Exercise instructions: Draw out every line with the word "CorruptSyntaxTree" from the listing below.

Data in this exercise:
-- Opening Marker --
use std::{collections::HashMap, io::Write, rc::Rc};

use crate::{
    ast::{Ast, NIL, Node, NodeKind},
    error::RuntimeError,
    interpreter::{
        env::{EnvRef, Environment},
        evaluator::{binary, unary},
        value::Value,
    },
};

/// Result type used by the evaluator.
///
/// All evaluation functions return either a value of type `T` or a
/// [`RuntimeError`] describing the failure.
pub type EvalResult<T> = Result<T, RuntimeError>;

/// How a statement finished.
///
/// `return` must unwind from arbitrary statement depth to the enclosing
/// function call. Rather than abusing the error channel, the signal is
/// threaded through every statement's result: blocks and loops stop as soon
/// as they see [`Flow::Return`] and hand it upward.
#[derive(Debug)]
pub enum Flow {
    /// The statement ran to completion.
    Normal,
    /// A `return` was executed; the value travels to the call boundary.
    Return(Value),
}

/// A user-defined function.
///
/// Captures the environment that was current at definition time; calls use
/// it as the parent of their parameter scope, giving closure semantics.
#[derive(Debug, Clone)]
pub struct Function {
    /// The function name.
    pub name:    String,
    /// Parameter names, in declaration order.
    pub params:  Vec<String>,
    /// Arena index of the body block.
    pub body:    u32,
    /// The environment captured at definition time.
    pub closure: EnvRef,
}

/// Walks the syntax tree and executes it.
///
/// The interpreter borrows the arena read-only and owns the environment
/// chain. A current-environment pointer is swapped on function entry and
/// exit and on each `for` iteration; every switch restores the previous
/// environment on all exit paths, including errors.
///
/// Output from `print` goes to the configured sink, which defaults to
/// standard output.
pub struct Interpreter<'p> {
    pub(crate) ast:       &'p Ast,
    pub(crate) globals:   EnvRef,
    pub(crate) current:   EnvRef,
    pub(crate) functions: HashMap<String, Function>,
    pub(crate) output:    Box<dyn Write + 'p>,
}

impl<'p> Interpreter<'p> {
    /// Creates an interpreter writing program output to standard output.
    #[must_use]
    pub fn new(ast: &'p Ast) -> Self {
        Self::with_output(ast, Box::new(std::io::stdout()))
    }

    /// Creates an interpreter writing program output to `output`.
    ///
    /// Used by embedders and tests that capture what a program prints.
    #[must_use]
    pub fn with_output(ast: &'p Ast, output: Box<dyn Write + 'p>) -> Self {
        let globals = Environment::new();
        Self { ast,
               globals: Rc::clone(&globals),
               current: globals,
               functions: HashMap::new(),
               output }
    }

    /// Executes the whole program.
    ///
    /// A `return` at the top level stops execution without error.
    ///
    /// # Errors
    /// Returns the first [`RuntimeError`] raised; execution of the source
    /// unit ends there.
    pub fn interpret(&mut self) -> EvalResult<()> {
        let first = self.node(0)?.first_child;
        for statement in self.children_of(first)? {
            if let Flow::Return(_) = self.execute_statement(statement)? {
                break;
            }
        }
        Ok(())
    }

    /// The global environment, exposed so embedders can inspect variable
    /// state after a run.
    #[must_use]
    pub fn globals(&self) -> EnvRef {
        Rc::clone(&self.globals)
    }

    // Statements ---------------------------------------------------------

    pub(crate) fn execute_statement(&mut self, index: u32) -> EvalResult<Flow> {
        match self.node(index)?.kind {
            NodeKind::Program | NodeKind::Block { .. } => self.execute_block(index),
            NodeKind::ExpressionStatement { expression } => {
                self.evaluate_node(expression)?;
                Ok(Flow::Normal)
            },
            NodeKind::If { condition,
                           then_block,
                           else_block, } => self.execute_if(condition, then_block, else_block),
            NodeKind::While { condition, body } => self.execute_while(condition, body),
            NodeKind::For { variable,
                            iterable,
                            body, } => self.execute_for(variable, iterable, body),
            NodeKind::FunctionDef { name,
                                    params,
                                    body,
                                    .. } => {
                self.define_function(name, params, body)?;
                Ok(Flow::Normal)
            },
            NodeKind::Return { value } => {
                let result = if value == NIL {
                    Value::None
                } else {
                    self.evaluate_node(value)?
                };
                Ok(Flow::Return(result))
            },
            NodeKind::Assignment { target, value } => {
                self.evaluate_assignment(target, value)?;
                Ok(Flow::Normal)
            },
            _ => {
                self.evaluate_node(index)?;
                Ok(Flow::Normal)
            },
        }
    }

    /// Runs the statements of a block in order, stopping early on `return`.
    pub(crate) fn execute_block(&mut self, index: u32) -> EvalResult<Flow> {
        let first = self.node(index)?.first_child;
        for statement in self.children_of(first)? {
            if let Flow::Return(value) = self.execute_statement(statement)? {
                return Ok(Flow::Return(value));
            }
        }
        Ok(Flow::Normal)
    }

    fn define_function(&mut self, name: u32, params: u32, body: u32) -> EvalResult<()> {
        let name = self.text(name).to_string();

        let mut parameters = Vec::new();
        for param in self.children_of(params)? {
            // The body block terminates the sibling chain; only identifier
            // nodes are parameters.
            let node = self.node(param)?;
            if let NodeKind::Identifier { name } = node.kind {
                parameters.push(self.text(name).to_string());
            }
        }

        let function = Function { name:    name.clone(),
                                  params:  parameters,
                                  body,
                                  closure: Rc::clone(&self.current), };
        self.functions.insert(name, function);
        Ok(())
    }

    // Expressions --------------------------------------------------------

    /// Evaluates an expression node to a value.
    pub(crate) fn evaluate_node(&mut self, index: u32) -> EvalResult<Value> {
        match self.node(index)?.kind {
            NodeKind::IntegerLiteral(value) => Ok(Value::Integer(value)),
            NodeKind::FloatLiteral(value) => Ok(Value::Float(value)),
            NodeKind::StringLiteral { string } => Ok(Value::Str(self.text(string).to_string())),
            NodeKind::BooleanLiteral(value) => Ok(Value::Bool(value)),
            NodeKind::Identifier { name } => {
                let name = self.text(name);
                self.current.borrow().get(name)
            },
            NodeKind::BinaryOp { op, left, right } => {
                let left = self.evaluate_node(left)?;
                let right = self.evaluate_node(right)?;
                binary::core::evaluate(op, &left, &right)
            },
            NodeKind::UnaryOp { op, operand } => {
                let operand = self.evaluate_node(operand)?;
                unary::evaluate(op, &operand)
            },
            NodeKind::Assignment { target, value } => self.evaluate_assignment(target, value),
            NodeKind::FunctionCall { name,
                                     args,
                                     .. } => self.evaluate_function_call(name, args),
            NodeKind::MatrixLiteral { rows,
                                      cols,
                                      elements,
                                      .. } => self.evaluate_matrix_literal(rows, cols, elements),
            NodeKind::ArrayAccess { object, index } => self.evaluate_array_access(object, index),
            NodeKind::MemberAccess { object, member } => {
                self.evaluate_member_access(object, member)
            },
            _ => Err(RuntimeError::TypeMismatch { details:
                                                      "Cannot evaluate this construct as an expression".to_string(), }),
        }
    }

    /// Evaluates the right-hand side, checks the target is an identifier,
    /// and rebinds it in the nearest scope that has it.
    fn evaluate_assignment(&mut self, target: u32, value: u32) -> EvalResult<Value> {
        let NodeKind::Identifier { name } = self.node(target)?.kind else {
            return Err(RuntimeError::TypeMismatch { details:
                                                        "Invalid assignment target".to_string(), });
        };

        let value = self.evaluate_node(value)?;
        let name = self.text(name).to_string();
        self.current.borrow_mut().assign(&name, value.clone());
        Ok(value)
    }

    // Helpers ------------------------------------------------------------

    pub(crate) fn node(&self, index: u32) -> EvalResult<&Node> {
        self.ast.node(index).ok_or(RuntimeError::CorruptSyntaxTree)
    }

    pub(crate) fn text(&self, index: u32) -> &str {
        self.ast.strings.get(index)
    }

    /// Bounded sibling-chain traversal; a cycle or dangling index surfaces
    /// as a runtime error instead of a hang.
    pub(crate) fn children_of(&self, first: u32) -> EvalResult<Vec<u32>> {
        self.ast.children(first).ok_or(RuntimeError::CorruptSyntaxTree)
    }
}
-- Closing Marker --
Solution for this task:
        self.ast.node(index).ok_or(RuntimeError::CorruptSyntaxTree)
        self.ast.children(first).ok_or(RuntimeError::CorruptSyntaxTree)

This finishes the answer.